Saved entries
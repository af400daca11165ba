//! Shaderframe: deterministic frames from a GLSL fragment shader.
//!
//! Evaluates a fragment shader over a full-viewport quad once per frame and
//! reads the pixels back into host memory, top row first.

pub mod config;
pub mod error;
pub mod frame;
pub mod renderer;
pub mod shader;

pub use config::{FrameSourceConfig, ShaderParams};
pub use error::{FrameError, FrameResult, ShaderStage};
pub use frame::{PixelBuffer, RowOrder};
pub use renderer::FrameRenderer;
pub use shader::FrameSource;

▸ **Work instructions**
If a line above holds the string "config", return it as it stands.

▸ **Result of this task**
pub mod config;
pub use config::{FrameSourceConfig, ShaderParams};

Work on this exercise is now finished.